Tally the lines below that hold the string "NoDataDir", and report the tally by itself.

[Start of section]

//! # Application Configuration
//!
//! Settings loaded once at startup. Read-only afterwards.
//!
//! ## Configuration Sources
//! ```text
//! ┌─────────────────────────────────────────────────────────────────────────┐
//! │                    Configuration Priority                               │
//! │                                                                         │
//! │  1. Environment Variables (highest priority)                           │
//! │     KEYSTONE_DB_PATH=/srv/keystone/keystone.db                         │
//! │     KEYSTONE_DEFAULT_MARKUP=40                                         │
//! │                                                                         │
//! │  2. TOML Config File                                                   │
//! │     --config <path>, else the platform config dir:                     │
//! │     ~/.config/keystone/keystone.toml (Linux)                           │
//! │     ~/Library/Application Support/com.keystone.backoffice/ (macOS)     │
//! │                                                                         │
//! │  3. Default Values (lowest priority)                                   │
//! │     35% markup, full-amount bulk payments, platform data dir db        │
//! └─────────────────────────────────────────────────────────────────────────┘
//! ```
//!
//! ## Configuration File Format
//! ```toml
//! # keystone.toml
//! [database]
//! path = "/srv/keystone/keystone.db"
//! max_connections = 5
//!
//! [pricing]
//! default_markup_percentage = 35.0
//!
//! [payments]
//! bulk_allocation = "full_amount_each"  # full_amount_each | proportional
//!
//! [business]
//! name = "Ridgeline Supply"
//! currency_symbol = "$"
//! ```

use std::path::{Path, PathBuf};

use directories::ProjectDirs;
use keystone_core::allocation::AllocationPolicy;
use keystone_core::pricing::PricingPolicy;
use keystone_core::DEFAULT_MARKUP_PERCENTAGE;
use serde::{Deserialize, Serialize};
use thiserror::Error;
use tracing::{debug, info, warn};

const CONFIG_FILE_NAME: &str = "keystone.toml";
const DATABASE_FILE_NAME: &str = "keystone.db";

// =============================================================================
// Errors
// =============================================================================

#[derive(Debug, Error)]
pub enum ConfigError {
    #[error("Failed to read config file {path}: {source}")]
    Read {
        path: PathBuf,
        source: std::io::Error,
    },

    #[error("Failed to parse config file: {0}")]
    Parse(#[from] toml::de::Error),

    #[error("Invalid configuration: {0}")]
    Invalid(String),

    #[error("Could not determine a data directory; set KEYSTONE_DB_PATH or [database] path")]
    NoDataDir,
}

pub type ConfigResult<T> = Result<T, ConfigError>;

// =============================================================================
// Sections
// =============================================================================

#[derive(Debug, Clone, Serialize, Deserialize)]
pub struct DatabaseSettings {
    /// SQLite file. `None` means `<platform data dir>/keystone.db`.
    #[serde(default)]
    pub path: Option<PathBuf>,

    #[serde(default = "default_max_connections")]
    pub max_connections: u32,
}

fn default_max_connections() -> u32 {
    5
}

impl Default for DatabaseSettings {
    fn default() -> Self {
        DatabaseSettings {
            path: None,
            max_connections: default_max_connections(),
        }
    }
}

#[derive(Debug, Clone, Serialize, Deserialize)]
pub struct PricingSettings {
    /// Markup auto-cost assumes when the customer has no matching rule.
    #[serde(default = "default_markup")]
    pub default_markup_percentage: f64,
}

fn default_markup() -> f64 {
    DEFAULT_MARKUP_PERCENTAGE
}

impl Default for PricingSettings {
    fn default() -> Self {
        PricingSettings {
            default_markup_percentage: default_markup(),
        }
    }
}

#[derive(Debug, Clone, Default, Serialize, Deserialize)]
pub struct PaymentSettings {
    #[serde(default)]
    pub bulk_allocation: AllocationPolicy,
}

#[derive(Debug, Clone, Serialize, Deserialize)]
pub struct BusinessSettings {
    #[serde(default = "default_business_name")]
    pub name: String,

    #[serde(default = "default_currency_symbol")]
    pub currency_symbol: String,
}

fn default_business_name() -> String {
    "Keystone Back Office".to_string()
}

fn default_currency_symbol() -> String {
    "$".to_string()
}

impl Default for BusinessSettings {
    fn default() -> Self {
        BusinessSettings {
            name: default_business_name(),
            currency_symbol: default_currency_symbol(),
        }
    }
}

// =============================================================================
// AppConfig
// =============================================================================

/// Complete application configuration.
#[derive(Debug, Clone, Default, Serialize, Deserialize)]
pub struct AppConfig {
    #[serde(default)]
    pub database: DatabaseSettings,

    #[serde(default)]
    pub pricing: PricingSettings,

    #[serde(default)]
    pub payments: PaymentSettings,

    #[serde(default)]
    pub business: BusinessSettings,
}

impl AppConfig {
    /// Loads configuration from file, environment, and defaults.
    ///
    /// ## Load Order (later overrides earlier)
    /// 1. Default values
    /// 2. `config_path`, or `keystone.toml` in the platform config dir
    /// 3. Environment variables
    ///
    /// An explicit `config_path` that does not exist is an error; a missing
    /// file in the platform dir is not.
    pub fn load(config_path: Option<&Path>) -> ConfigResult<Self> {
        let mut config = match config_path {
            Some(path) => Self::from_file(path)?,
            None => match Self::default_config_path() {
                Some(path) if path.exists() => Self::from_file(&path)?,
                Some(path) => {
                    debug!(?path, "Config file not found, using defaults");
                    Self::default()
                }
                None => Self::default(),
            },
        };

        config.apply_env_overrides(|key| std::env::var(key).ok());
        config.validate()?;
        Ok(config)
    }

    fn from_file(path: &Path) -> ConfigResult<Self> {
        info!(?path, "Loading config from file");
        let contents = std::fs::read_to_string(path).map_err(|source| ConfigError::Read {
            path: path.to_path_buf(),
            source,
        })?;
        Self::from_toml(&contents)
    }

    pub fn from_toml(contents: &str) -> ConfigResult<Self> {
        Ok(toml::from_str(contents)?)
    }

    /// Validates the configuration.
    pub fn validate(&self) -> ConfigResult<()> {
        let markup = self.pricing.default_markup_percentage;
        if !markup.is_finite() || markup <= -100.0 {
            return Err(ConfigError::Invalid(format!(
                "default_markup_percentage must be greater than -100, got {}",
                markup
            )));
        }

        if self.database.max_connections == 0 {
            return Err(ConfigError::Invalid(
                "max_connections must be greater than 0".into(),
            ));
        }

        if self.business.name.trim().is_empty() {
            return Err(ConfigError::Invalid("business name cannot be empty".into()));
        }

        Ok(())
    }

    /// Applies `KEYSTONE_*` overrides read through `lookup`.
    ///
    /// Unparseable values are logged and ignored.
    fn apply_env_overrides(&mut self, lookup: impl Fn(&str) -> Option<String>) {
        if let Some(path) = lookup("KEYSTONE_DB_PATH") {
            debug!(path = %path, "Overriding database path from environment");
            self.database.path = Some(PathBuf::from(path));
        }

        if let Some(markup) = lookup("KEYSTONE_DEFAULT_MARKUP") {
            match markup.trim().trim_end_matches('%').parse::<f64>() {
                Ok(m) => self.pricing.default_markup_percentage = m,
                Err(_) => warn!(value = %markup, "Ignoring unparseable KEYSTONE_DEFAULT_MARKUP"),
            }
        }

        if let Some(policy) = lookup("KEYSTONE_BULK_ALLOCATION") {
            match policy.parse() {
                Ok(parsed) => {
                    debug!(policy = %policy, "Overriding bulk allocation from environment");
                    self.payments.bulk_allocation = parsed;
                }
                Err(e) => warn!(error = %e, "Ignoring KEYSTONE_BULK_ALLOCATION"),
            }
        }

        if let Some(name) = lookup("KEYSTONE_BUSINESS_NAME") {
            self.business.name = name;
        }
    }

    fn project_dirs() -> Option<ProjectDirs> {
        ProjectDirs::from("com", "keystone", "backoffice")
    }

    /// `keystone.toml` in the platform config directory.
    pub fn default_config_path() -> Option<PathBuf> {
        Self::project_dirs().map(|dirs| dirs.config_dir().join(CONFIG_FILE_NAME))
    }

    /// The configured database path, else `keystone.db` in the platform
    /// data directory (created if missing).
    pub fn database_path(&self) -> ConfigResult<PathBuf> {
        if let Some(path) = &self.database.path {
            return Ok(path.clone());
        }

        let dirs = Self::project_dirs().ok_or(ConfigError::NoDataDir)?;
        let data_dir = dirs.data_dir();
        std::fs::create_dir_all(data_dir).map_err(|source| ConfigError::Read {
            path: data_dir.to_path_buf(),
            source,
        })?;
        Ok(data_dir.join(DATABASE_FILE_NAME))
    }

    pub fn pricing_policy(&self) -> PricingPolicy {
        PricingPolicy {
            default_markup_percentage: self.pricing.default_markup_percentage,
        }
    }

    pub fn allocation_policy(&self) -> AllocationPolicy {
        self.payments.bulk_allocation
    }

    /// Formats a cent amount with the configured currency symbol.
    pub fn format_currency(&self, cents: i64) -> String {
        format!(
            "{}{}{}.{:02}",
            if cents < 0 { "-" } else { "" },
            self.business.currency_symbol,
            (cents / 100).abs(),
            (cents % 100).abs()
        )
    }
}

#[cfg(test)]
mod tests {
    use super::*;
    use std::collections::HashMap;

    fn env(pairs: &[(&str, &str)]) -> impl Fn(&str) -> Option<String> {
        let map: HashMap<String, String> = pairs
            .iter()
            .map(|(k, v)| (k.to_string(), v.to_string()))
            .collect();
        move |key| map.get(key).cloned()
    }

    #[test]
    fn test_defaults() {
        let config = AppConfig::default();
        assert_eq!(config.pricing.default_markup_percentage, 35.0);
        assert_eq!(config.allocation_policy(), AllocationPolicy::FullAmountEach);
        assert_eq!(config.database.max_connections, 5);
        assert!(config.validate().is_ok());
    }

    #[test]
    fn test_partial_toml_keeps_defaults() {
        let config = AppConfig::from_toml(
            r#"
            [payments]
            bulk_allocation = "proportional"

            [business]
            name = "Ridgeline Supply"
            "#,
        )
        .unwrap();

        assert_eq!(config.allocation_policy(), AllocationPolicy::Proportional);
        assert_eq!(config.business.name, "Ridgeline Supply");
        assert_eq!(config.business.currency_symbol, "$");
        assert_eq!(config.pricing.default_markup_percentage, 35.0);
        assert!(config.database.path.is_none());
    }

    #[test]
    fn test_unknown_policy_is_a_parse_error() {
        let err = AppConfig::from_toml("[payments]\nbulk_allocation = \"split\"\n").unwrap_err();
        assert!(matches!(err, ConfigError::Parse(_)));
    }

    #[test]
    fn test_env_overrides() {
        let mut config = AppConfig::default();
        config.apply_env_overrides(env(&[
            ("KEYSTONE_DB_PATH", "/tmp/ks.db"),
            ("KEYSTONE_DEFAULT_MARKUP", "40%"),
            ("KEYSTONE_BULK_ALLOCATION", "proportional"),
            ("KEYSTONE_BUSINESS_NAME", "Harbor Lumber"),
        ]));

        assert_eq!(config.database.path, Some(PathBuf::from("/tmp/ks.db")));
        assert_eq!(config.pricing_policy().default_markup_percentage, 40.0);
        assert_eq!(config.allocation_policy(), AllocationPolicy::Proportional);
        assert_eq!(config.business.name, "Harbor Lumber");
        assert_eq!(config.database_path().unwrap(), PathBuf::from("/tmp/ks.db"));
    }

    #[test]
    fn test_bad_env_values_are_ignored() {
        let mut config = AppConfig::default();
        config.apply_env_overrides(env(&[
            ("KEYSTONE_DEFAULT_MARKUP", "lots"),
            ("KEYSTONE_BULK_ALLOCATION", "evenly"),
        ]));
        assert_eq!(config.pricing.default_markup_percentage, 35.0);
        assert_eq!(config.allocation_policy(), AllocationPolicy::FullAmountEach);
    }

    #[test]
    fn test_validation() {
        let mut config = AppConfig::default();
        config.pricing.default_markup_percentage = -100.0;
        assert!(matches!(config.validate(), Err(ConfigError::Invalid(_))));

        config.pricing.default_markup_percentage = f64::NAN;
        assert!(config.validate().is_err());

        config.pricing.default_markup_percentage = -20.0;
        assert!(config.validate().is_ok());

        config.database.max_connections = 0;
        assert!(config.validate().is_err());
    }

    #[test]
    fn test_missing_explicit_file_is_an_error() {
        let err = AppConfig::load(Some(Path::new("/nonexistent/keystone.toml"))).unwrap_err();
        assert!(matches!(err, ConfigError::Read { .. }));
    }

    #[test]
    fn test_format_currency() {
        let mut config = AppConfig::default();
        assert_eq!(config.format_currency(1234), "$12.34");
        assert_eq!(config.format_currency(-5), "-$0.05");
        config.business.currency_symbol = "€".to_string();
        assert_eq!(config.format_currency(100000), "€1000.00");
    }
}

[End of section]

- Exercise result -
2